Pest subverts host plant's foraging

Plants need iron as a micronutrient, and they extract it from the rhizosphere by secreting chelating agents. Insect pests, such as the western corn rootworm, which annually cause millions of dollars' worth of lost yield, need iron, too. Hu et al. show that the rootworm exploits the plant's own iron-foraging system to detect its host and to seize iron for itself (see the Perspective by Kliebenstein). Plants produce benzoxazinoid compounds not only as a defense against many insects but also as iron chelators. Rootworm larvae are not harmed by benzoxazinoids; instead, they take advantage of their presence as a signal that food is near and of their properties as an iron chelator.
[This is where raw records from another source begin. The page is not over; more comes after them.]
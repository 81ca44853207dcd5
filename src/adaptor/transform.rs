use std::fmt;

use crate::capability::Generic;
use crate::func::{Equals, Predicate, TypeName};
use crate::pipe::Adaptor;
use crate::view::{RandomAccessView, SizedView, View};

/// A view that applies a function to every element of another view.
///
/// The function is called each time an element is produced, so it is
/// called again for every additional traversal. Reading a position of a
/// random access `Transform` calls a copy of the function, so it requires
/// the function to be `Clone`.
#[derive(Clone)]
pub struct Transform<V, F> {
    view: V,
    f: F,
}

impl<V, F> Transform<V, F> {
    pub(crate) fn new(view: V, f: F) -> Transform<V, F> {
        Transform { view, f }
    }
}

impl<V: fmt::Debug, F> fmt::Debug for Transform<V, F> {
    fn fmt(&self, f: &mut fmt::Formatter<'_>) -> fmt::Result {
        f.debug_struct("Transform")
            .field("view", &self.view)
            .field("f", &TypeName::<F>::new())
            .finish()
    }
}

impl<V: View, F, B> View for Transform<V, F>
where
    F: FnMut(V::Item) -> B,
{
    type Item = B;
    type Cursor = TransformCursor<V::Cursor, F>;
    type Layout = Generic;

    #[inline]
    fn into_cursor(self) -> Self::Cursor {
        TransformCursor { iter: self.view.into_cursor(), f: self.f }
    }
}

impl<V: SizedView, F, B> SizedView for Transform<V, F>
where
    F: FnMut(V::Item) -> B,
{
    #[inline]
    fn size(&self) -> usize {
        self.view.size()
    }
}

impl<V: RandomAccessView, F, B> RandomAccessView for Transform<V, F>
where
    F: FnMut(V::Item) -> B + Clone,
{
    #[inline]
    fn get(&self, index: usize) -> Option<B> {
        self.view.get(index).map(self.f.clone())
    }
}

impl_view_ops!([V, F,] Transform<V, F>);

/// The cursor of a [`Transform`](struct.Transform.html).
#[derive(Clone)]
pub struct TransformCursor<I, F> {
    iter: I,
    f: F,
}

impl<I: fmt::Debug, F> fmt::Debug for TransformCursor<I, F> {
    fn fmt(&self, f: &mut fmt::Formatter<'_>) -> fmt::Result {
        f.debug_struct("TransformCursor")
            .field("iter", &self.iter)
            .field("f", &TypeName::<F>::new())
            .finish()
    }
}

impl<I: Iterator, F, B> Iterator for TransformCursor<I, F>
where
    F: FnMut(I::Item) -> B,
{
    type Item = B;

    #[inline]
    fn next(&mut self) -> Option<B> {
        self.iter.next().map(&mut self.f)
    }

    #[inline]
    fn size_hint(&self) -> (usize, Option<usize>) {
        self.iter.size_hint()
    }

    #[inline]
    fn nth(&mut self, n: usize) -> Option<B> {
        self.iter.nth(n).map(&mut self.f)
    }
}

impl<I: DoubleEndedIterator, F, B> DoubleEndedIterator
    for TransformCursor<I, F>
where
    F: FnMut(I::Item) -> B,
{
    #[inline]
    fn next_back(&mut self) -> Option<B> {
        self.iter.next_back().map(&mut self.f)
    }

    #[inline]
    fn nth_back(&mut self, n: usize) -> Option<B> {
        self.iter.nth_back(n).map(&mut self.f)
    }
}

impl<I: ExactSizeIterator, F, B> ExactSizeIterator for TransformCursor<I, F>
where
    F: FnMut(I::Item) -> B,
{}

/// A partially applied `transform`.
#[derive(Clone, Copy, Debug)]
pub struct TransformFn<F> {
    f: F,
}

impl<V: View, F, B> Adaptor<V> for TransformFn<F>
where
    F: FnMut(V::Item) -> B,
{
    type Output = Transform<V, F>;

    #[inline]
    fn apply(self, view: V) -> Transform<V, F> {
        Transform::new(view, self.f)
    }
}

impl_adaptor_ops!([F,] TransformFn<F>);

/// Apply `f` to every element.
#[inline]
pub fn transform<F>(f: F) -> TransformFn<F> {
    TransformFn { f }
}

/// A view that substitutes a fixed value for the elements of another view
/// that satisfy a predicate.
#[derive(Clone)]
pub struct Replace<V: View, P> {
    view: V,
    pred: P,
    new: V::Item,
}

impl<V: View, P> Replace<V, P> {
    pub(crate) fn new(view: V, pred: P, new: V::Item) -> Replace<V, P> {
        Replace { view, pred, new }
    }
}

impl<V, P> fmt::Debug for Replace<V, P>
where
    V: View + fmt::Debug,
    V::Item: fmt::Debug,
{
    fn fmt(&self, f: &mut fmt::Formatter<'_>) -> fmt::Result {
        f.debug_struct("Replace")
            .field("view", &self.view)
            .field("pred", &TypeName::<P>::new())
            .field("new", &self.new)
            .finish()
    }
}

impl<V, P> View for Replace<V, P>
where
    V: View,
    V::Item: Clone,
    P: Predicate<V::Item>,
{
    type Item = V::Item;
    type Cursor = ReplaceCursor<V::Cursor, P>;
    type Layout = Generic;

    #[inline]
    fn into_cursor(self) -> Self::Cursor {
        ReplaceCursor {
            iter: self.view.into_cursor(),
            pred: self.pred,
            new: self.new,
        }
    }
}

impl<V, P> SizedView for Replace<V, P>
where
    V: SizedView,
    V::Item: Clone,
    P: Predicate<V::Item>,
{
    #[inline]
    fn size(&self) -> usize {
        self.view.size()
    }
}

impl_view_ops!([V, P,] Replace<V, P> where [V: View,]);

/// The cursor of a [`Replace`](struct.Replace.html).
#[derive(Clone)]
pub struct ReplaceCursor<I: Iterator, P> {
    iter: I,
    pred: P,
    new: I::Item,
}

impl<I, P> fmt::Debug for ReplaceCursor<I, P>
where
    I: Iterator + fmt::Debug,
    I::Item: fmt::Debug,
{
    fn fmt(&self, f: &mut fmt::Formatter<'_>) -> fmt::Result {
        f.debug_struct("ReplaceCursor")
            .field("iter", &self.iter)
            .field("pred", &TypeName::<P>::new())
            .field("new", &self.new)
            .finish()
    }
}

impl<I, P> ReplaceCursor<I, P>
where
    I: Iterator,
    I::Item: Clone,
    P: Predicate<I::Item>,
{
    #[inline]
    fn substitute(&mut self, item: I::Item) -> I::Item {
        if self.pred.test(&item) {
            self.new.clone()
        } else {
            item
        }
    }
}

impl<I, P> Iterator for ReplaceCursor<I, P>
where
    I: Iterator,
    I::Item: Clone,
    P: Predicate<I::Item>,
{
    type Item = I::Item;

    #[inline]
    fn next(&mut self) -> Option<I::Item> {
        let item = self.iter.next()?;
        Some(self.substitute(item))
    }

    #[inline]
    fn size_hint(&self) -> (usize, Option<usize>) {
        self.iter.size_hint()
    }

    #[inline]
    fn nth(&mut self, n: usize) -> Option<I::Item> {
        let item = self.iter.nth(n)?;
        Some(self.substitute(item))
    }
}

impl<I, P> DoubleEndedIterator for ReplaceCursor<I, P>
where
    I: DoubleEndedIterator,
    I::Item: Clone,
    P: Predicate<I::Item>,
{
    #[inline]
    fn next_back(&mut self) -> Option<I::Item> {
        let item = self.iter.next_back()?;
        Some(self.substitute(item))
    }
}

impl<I, P> ExactSizeIterator for ReplaceCursor<I, P>
where
    I: ExactSizeIterator,
    I::Item: Clone,
    P: Predicate<I::Item>,
{}

/// A partially applied `replace` or `replace_if`.
#[derive(Clone, Copy, Debug)]
pub struct ReplaceFn<P, T> {
    pred: P,
    new: T,
}

impl<V, P, T> Adaptor<V> for ReplaceFn<P, T>
where
    V: View<Item = T>,
    T: Clone,
    P: Predicate<T>,
{
    type Output = Replace<V, P>;

    #[inline]
    fn apply(self, view: V) -> Replace<V, P> {
        Replace::new(view, self.pred, self.new)
    }
}

impl_adaptor_ops!([P, T,] ReplaceFn<P, T>);

/// Substitute `new` for every element equal to `old`.
#[inline]
pub fn replace<D, T>(old: D, new: T) -> ReplaceFn<Equals<D>, T> {
    ReplaceFn { pred: Equals(old), new }
}

/// Substitute `new` for every element for which `pred` returns `true`.
#[inline]
pub fn replace_if<P, T>(pred: P, new: T) -> ReplaceFn<P, T> {
    ReplaceFn { pred, new }
}

/// A view that pairs every element of another view with its position.
#[derive(Clone, Debug)]
pub struct Enumerate<V> {
    view: V,
}

impl<V> Enumerate<V> {
    pub(crate) fn new(view: V) -> Enumerate<V> {
        Enumerate { view }
    }
}

impl<V: View> View for Enumerate<V> {
    type Item = (usize, V::Item);
    type Cursor = EnumerateCursor<V::Cursor>;
    type Layout = Generic;

    #[inline]
    fn into_cursor(self) -> Self::Cursor {
        EnumerateCursor { iter: self.view.into_cursor(), index: 0 }
    }
}

impl<V: SizedView> SizedView for Enumerate<V> {
    #[inline]
    fn size(&self) -> usize {
        self.view.size()
    }
}

impl<V: RandomAccessView> RandomAccessView for Enumerate<V> {
    #[inline]
    fn get(&self, index: usize) -> Option<(usize, V::Item)> {
        self.view.get(index).map(|item| (index, item))
    }
}

impl_view_ops!([V,] Enumerate<V>);

/// The cursor of an [`Enumerate`](struct.Enumerate.html).
///
/// Retreating from the end requires knowing the remaining length, so this
/// cursor is only double ended over exact size cursors.
#[derive(Clone, Debug)]
pub struct EnumerateCursor<I> {
    iter: I,
    index: usize,
}

impl<I: Iterator> Iterator for EnumerateCursor<I> {
    type Item = (usize, I::Item);

    #[inline]
    fn next(&mut self) -> Option<(usize, I::Item)> {
        let item = self.iter.next()?;
        self.index += 1;
        Some((self.index - 1, item))
    }

    #[inline]
    fn size_hint(&self) -> (usize, Option<usize>) {
        self.iter.size_hint()
    }

    #[inline]
    fn nth(&mut self, n: usize) -> Option<(usize, I::Item)> {
        let item = self.iter.nth(n)?;
        self.index += n + 1;
        Some((self.index - 1, item))
    }
}

impl<I> DoubleEndedIterator for EnumerateCursor<I>
where
    I: DoubleEndedIterator + ExactSizeIterator,
{
    #[inline]
    fn next_back(&mut self) -> Option<(usize, I::Item)> {
        let item = self.iter.next_back()?;
        Some((self.index + self.iter.len(), item))
    }

    #[inline]
    fn nth_back(&mut self, n: usize) -> Option<(usize, I::Item)> {
        let item = self.iter.nth_back(n)?;
        Some((self.index + self.iter.len(), item))
    }
}

impl<I: ExactSizeIterator> ExactSizeIterator for EnumerateCursor<I> {}

/// A partially applied `enumerate`.
#[derive(Clone, Copy, Debug)]
pub struct EnumerateFn(());

impl<V: View> Adaptor<V> for EnumerateFn {
    type Output = Enumerate<V>;

    #[inline]
    fn apply(self, view: V) -> Enumerate<V> {
        Enumerate::new(view)
    }
}

impl_adaptor_ops!([] EnumerateFn);

/// Pair every element with its zero-based position.
#[inline]
pub fn enumerate() -> EnumerateFn {
    EnumerateFn(())
}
Science, this issue p. 694; see also p. 642

Abstract

Insect herbivores depend on their host plants to acquire macro- and micronutrients. Here we asked how a specialist herbivore and damaging maize pest, the western corn rootworm, finds and accesses plant-derived micronutrients. We show that the root-feeding larvae use complexes between iron and benzoxazinoid secondary metabolites to identify maize as a host, to forage within the maize root system, and to increase their growth. Maize plants use these same benzoxazinoids for protection against generalist herbivores and, as shown here, for iron uptake. We identify an iron transporter that allows the corn rootworm to benefit from complexes between iron and benzoxazinoids. Thus, foraging for an essential plant-derived complex between a micronutrient and a secondary metabolite shapes the interaction between maize and a specialist herbivore.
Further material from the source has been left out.